The falling man’s screams seemed to go for a full minute before fading into a murmur, a whisper, and then silence.

NINETY-EIGHT

Fifteen minutes later, Marcus opened the trunk and found the first aid kit. He turned on the car’s headlights and set Alicia down in front of the light so he could better treat her injury. Marcus used sterile gauze to clean the wound. “I have to stop the bleeding and need to get that bullet or bullet fragment out of there, but I don’t have a knife.”

Alicia’s face dripped from perspiration. Her hair was damp in the cool desert air. “You’re hurt, too, Paul. Maybe we can find help…a clinic…maybe.”

Marcus pulled the spear from his pocket. He opened a plastic packet and removed gauze, damp with antiseptic. He folded a clean napkin. “Open your mouth and bite down hard on this. Look the other way.” He placed the napkin between Alicia’s teeth. Marcus used the tip of the spear to open the wound, causing blood to flow down her arm. Alicia’s nostrils flared. She stared at the moon, neck muscles knotting in pain. Marcus dug in flesh a half-inch, found and removed the bullet fragment. Then he saw something else. It was about twice the size of a grain of rice. It was black with a tiny red tip. He removed it. “Now I know how they’re tracking us. It’s a sub-dermal microchip, and it’s pinpointing our location via satellite to someone’s monitor. Who the hell implanted it in your arm?”

Alicia’s breathing was fast, her mind racing. “Oh my God…it was the mosquito bite that took a week for it to go away. I was drugged! That microchip had to have been injected into my arm a few days before I left to join you.”

“Who drugged you?”

“A guy from the state department I’d met. We had lunch twice and dinner once. It was after the dinner, at an outdoor restaurant on the water called Captain Nemo’s. I woke up in my bed and couldn’t remember how I’d got there. And I’d only had two glasses of wine. Paul, they set me up. They set us both up. I might as well have been sent here, but they did it so they could track you.” She turned her head to Marcus. “Jonathon Carlson has been watching everything we do.”
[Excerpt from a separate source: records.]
//! Pipeline Integration Tests
//!
//! End-to-end checks across the public surface: ingest parsing through the
//! tick bus into sliding windows, scheduled analysis, snapshot persistence
//! and the wire contract of everything stored or pushed to clients.

use std::sync::Arc;
use std::time::Duration;

use chrono::Utc;
use rand::rngs::StdRng;
use rand::SeedableRng;
use rust_decimal::prelude::ToPrimitive;
use rust_decimal::Decimal;
use rust_decimal_macros::dec;

use finstream::analytics::{AbcAnalyzer, AnalysisService, MonteCarloSimulator};
use finstream::bus::{InMemoryTickBus, TickBus, TickHandler, MARKET_STREAM_CHANNEL};
use finstream::config::Config;
use finstream::model::{scaled, MarketRegime, MarketSnapshot, Tick, SCALE};
use finstream::store::{MemorySnapshotStore, SnapshotStore, SqliteSnapshotStore};
use finstream::window::{WindowStore, MAX_WINDOW_SIZE};

const SEED: u64 = 20_240_601;

fn tick(symbol: &str, price: Decimal) -> Tick {
    Tick {
        symbol: symbol.to_string(),
        price,
        volume: 25,
        timestamp: Utc::now(),
        exchange: "BINANCE".to_string(),
        bid: None,
        ask: None,
        high: None,
        low: None,
        open: None,
    }
}

fn geometric_prices(n: usize, ratio: f64) -> Vec<f64> {
    (0..n).map(|i| 100.0 * ratio.powi(i as i32)).collect()
}

fn analyzer() -> AbcAnalyzer {
    AbcAnalyzer::new(MonteCarloSimulator::new(2_000, 7))
}

fn seeded() -> StdRng {
    StdRng::seed_from_u64(SEED)
}

fn test_service(store: Arc<MemorySnapshotStore>) -> AnalysisService {
    let config = Config {
        monte_carlo_simulations: 1_000,
        ..Default::default()
    };
    AnalysisService::new(Arc::new(WindowStore::new()), store, &config)
}

// === Streaming flow ===

#[tokio::test]
async fn ticks_flow_from_bus_to_snapshot() {
    let bus = InMemoryTickBus::new();
    let store = Arc::new(MemorySnapshotStore::new());
    let service = Arc::new(test_service(store.clone()));

    let sink = service.clone();
    let handler: TickHandler = Arc::new(move |t| sink.record_tick(t));
    bus.subscribe(MARKET_STREAM_CHANNEL, handler).await.unwrap();

    for i in 0..80i64 {
        let price = dec!(64000) + Decimal::from(i * 3);
        bus.publish(MARKET_STREAM_CHANNEL, &tick("BTC", price))
            .await
            .unwrap();
    }
    tokio::time::sleep(Duration::from_millis(100)).await;

    let snapshot = service.generate_snapshot("BTC").await;
    assert_eq!(snapshot.symbol, "BTC");
    assert_eq!(snapshot.current_price, dec!(64237));
    assert!(snapshot.abc_analysis.is_some());
    assert_ne!(snapshot.market_state, MarketRegime::Unknown);

    // The stored value is the wire JSON of the same snapshot
    let stored = store.find_latest("BTC").await.unwrap().unwrap();
    assert_eq!(stored.current_price, snapshot.current_price);
    assert_eq!(stored.market_state, snapshot.market_state);
}

#[test]
fn window_eviction_keeps_most_recent_five_hundred() {
    let windows = WindowStore::new();

    for i in 1..=750i64 {
        windows.append(tick("BTC", Decimal::from(i)));
    }

    let window = windows.snapshot("BTC");
    assert_eq!(window.len(), MAX_WINDOW_SIZE);
    assert_eq!(window[0].price, dec!(251));
    assert_eq!(window[MAX_WINDOW_SIZE - 1].price, dec!(750));
}

// === Analyzer end-to-end scenarios ===

#[test]
fn upward_trend_scenario() {
    let prices = geometric_prices(200, 1.001);
    let current = scaled(*prices.last().unwrap(), SCALE);
    let result = analyzer().analyze_with(&mut seeded(), &prices, current);

    assert!(result.arima_signal.trend_percentage > Decimal::ZERO);
    assert!(result.momentum_metrics.drift > Decimal::ZERO);
    assert!(result.market_prediction.probability_up > dec!(0.5));
    assert!(result.momentum_metrics.volatility >= Decimal::ZERO);
}

#[test]
fn downward_trend_scenario() {
    let prices = geometric_prices(200, 0.999);
    let current = scaled(*prices.last().unwrap(), SCALE);
    let result = analyzer().analyze_with(&mut seeded(), &prices, current);

    assert!(result.arima_signal.trend_percentage < Decimal::ZERO);
    assert!(result.momentum_metrics.drift < Decimal::ZERO);
    assert!(result.market_prediction.probability_up < dec!(0.5));
}

#[test]
fn level_step_scenario_flags_regime_change() {
    let mut prices: Vec<f64> = (0..140)
        .map(|i| 100.0 + 0.05 * (((i * 37) % 17) as f64 / 8.0 - 1.0))
        .collect();
    prices.extend((0..60).map(|i| 130.0 + 0.05 * (((i * 37) % 17) as f64 / 8.0 - 1.0)));

    let result = analyzer().analyze_with(&mut seeded(), &prices, dec!(130));
    assert!(result.arima_signal.structural_break_detected);
    assert_eq!(result.market_regime, MarketRegime::RegimeChange);
    assert!(result.needs_recalibration);
}

#[test]
fn insufficient_data_scenario() {
    let prices = geometric_prices(10, 1.001);
    let result = analyzer().analyze_with(&mut seeded(), &prices, dec!(100));

    assert_eq!(result.market_regime, MarketRegime::Unknown);
    assert_eq!(result.arima_signal.trend, Decimal::ZERO);
    assert_eq!(result.arima_signal.description, "Insufficient data");
    assert_eq!(result.momentum_metrics.drift, Decimal::ZERO);
    assert_eq!(result.momentum_metrics.prior_variance, dec!(0.01));
    assert_eq!(result.market_prediction.probability_up, dec!(0.5));
    assert_eq!(result.market_prediction.probability_down, dec!(0.5));
    assert_eq!(result.abc_integration_confidence, Decimal::ZERO);
    assert!(!result.needs_recalibration);
    assert!(result.market_prediction.price_targets.is_empty());
}

#[test]
fn prediction_invariants_hold_across_inputs() {
    for ratio in [1.002, 1.0, 0.998] {
        let prices = geometric_prices(120, ratio);
        let current = scaled(*prices.last().unwrap(), SCALE);
        let result = analyzer().analyze_with(&mut seeded(), &prices, current);
        let prediction = &result.market_prediction;

        let up = prediction.probability_up.to_f64().unwrap();
        let down = prediction.probability_down.to_f64().unwrap();
        let neutral = prediction.probability_neutral.to_f64().unwrap();
        assert!((0.0..=1.0).contains(&(up + down)));
        assert!((neutral - (1.0 - up - down).max(0.0)).abs() < 1e-9);

        let levels: Vec<u32> = prediction.price_targets.iter().map(|t| t.percentile).collect();
        assert_eq!(levels, vec![5, 25, 50, 75, 95]);

        let volatility = result.momentum_metrics.volatility.to_f64().unwrap();
        let expected_flag =
            result.arima_signal.structural_break_detected || volatility > 0.50;
        assert_eq!(result.needs_recalibration, expected_flag);
    }
}

#[test]
fn seeded_analysis_is_fully_deterministic() {
    let prices = geometric_prices(150, 1.0007);
    let first = analyzer().analyze_with(&mut seeded(), &prices, dec!(110));
    let second = analyzer().analyze_with(&mut seeded(), &prices, dec!(110));
    assert_eq!(first, second);
}

// === Wire contract ===

#[test]
fn tick_encode_decode_is_identity() {
    let original = Tick {
        symbol: "BTC".to_string(),
        price: dec!(64250.55),
        volume: 35_029,
        timestamp: Utc::now(),
        exchange: "BINANCE".to_string(),
        bid: Some(dec!(64250.00)),
        ask: Some(dec!(64251.00)),
        high: Some(dec!(66000.00)),
        low: Some(dec!(63500.00)),
        open: Some(dec!(64000.00)),
    };

    let json = serde_json::to_string(&original).unwrap();
    let decoded: Tick = serde_json::from_str(&json).unwrap();
    assert_eq!(decoded, original);
}

#[tokio::test]
async fn stored_snapshot_round_trips_byte_for_byte() {
    let store = Arc::new(MemorySnapshotStore::new());
    let service = Arc::new(test_service(store.clone()));

    for i in 0..100i64 {
        service.record_tick(tick("ETH", dec!(3000) + Decimal::from(i)));
    }
    service.generate_snapshot("ETH").await;

    let stored_json = store.find_latest_json("ETH").await.unwrap().unwrap();
    let decoded: MarketSnapshot = serde_json::from_str(&stored_json).unwrap();
    let re_encoded = serde_json::to_string(&decoded).unwrap();
    assert_eq!(re_encoded, stored_json);
}

#[tokio::test]
async fn sqlite_snapshot_round_trips_byte_for_byte() {
    let dir = tempfile::tempdir().unwrap();
    let db_path = dir.path().join("snapshots.db");
    let store = Arc::new(
        SqliteSnapshotStore::open(db_path.to_str().unwrap())
            .await
            .unwrap(),
    );

    let snapshot = MarketSnapshot::default_for("SOL");
    store.save(&snapshot).await.unwrap();

    let stored_json = store.find_latest_json("SOL").await.unwrap().unwrap();
    let decoded: MarketSnapshot = serde_json::from_str(&stored_json).unwrap();
    assert_eq!(serde_json::to_string(&decoded).unwrap(), stored_json);
    assert_eq!(decoded, snapshot);
}

#[tokio::test]
async fn default_snapshot_wire_shape() {
    let store = Arc::new(MemorySnapshotStore::new());
    let service = test_service(store.clone());

    // Window stays below the minimum, so the default snapshot is produced
    for i in 0..5i64 {
        service.record_tick(tick("XRP", dec!(1) + Decimal::new(i, 2)));
    }
    let snapshot = service.generate_snapshot("XRP").await;
    assert_eq!(snapshot.market_state, MarketRegime::Unknown);

    let stored_json = store.find_latest_json("XRP").await.unwrap().unwrap();
    let value: serde_json::Value = serde_json::from_str(&stored_json).unwrap();
    assert_eq!(value["symbol"], "XRP");
    assert_eq!(value["marketState"], "UNKNOWN");
    assert_eq!(value["currentPrice"], 0.0);
    assert!(value["abcAnalysis"].is_null());
}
“And we’re going to let the world watch him.”

Marcus cleaned the wound. He found a needle and thread in the kit, sterilized the needle and began stitching the wound, closing it. “Just rest. The worst is over. Lay down.”

He ripped his blood-soaked shirt from his shoulder and used another piece of gauze to clean the deep knife wound. He applied pressure to stop the bleeding. A minute later, he closed his eyes and leaned against the bumper of the car, blood seeping through his fingertips.

Alicia turned her head toward Marcus. “We’ve got to stop your blood loss. She struggled to sit.

“No…you have to rest.” Marcus folded another small towel and held it against his shoulder. He set the microchip on a flat rock and looked at Alicia. “The assassin’s mission was to kill us. If this chip doesn’t move, they’ll believe he succeeded. If they don’t hear from him in a few hours, they’ll assume he didn’t and come looking for us. This chip discovery will buy us some time, and we need it. It’ll be dawn in a few hours. Let’s get some rest, make sure the bleeding has stopped, and move on.”

Alicia smiled. “You look like shit, Paul. Maybe an hour and we can get outta this place.”

Marcus nodded and leaned back against the car, his clothes damp with sweat. Then he lifted his eyes to the heavens, the stars now on fire — the vast land around him flooded with serenity, the hills pocketed in deep shadow. Marcus felt as if the dark blue universe had poured down from the deepest reaches of creation to flood the desert with its quiet strength. He watched a meteor arc through the sky, carving a rooster tail of light across the cosmos. Sleep encircled him.

He saw Tiffany walking her horse at sunrise. She was in a meadow, leading the horse by its reins. She’d been crying, a single tear rolling down her cheek. Marcus wanted to reach up and wipe it away. Wanted to hold her one more time.

Seven other horses appeared at the top of the hill. Seven riders, all in silhouette, sitting quietly on horseback, a blood red sun rising in the sky behind them.

NINETY-NINE

When Marcus opened his eyes again, it was still dark, the morning sun was only a smoldering ash buried in the horizon across the Sinai Desert. He looked to his left where Alicia was standing up. She said, “We have to go.”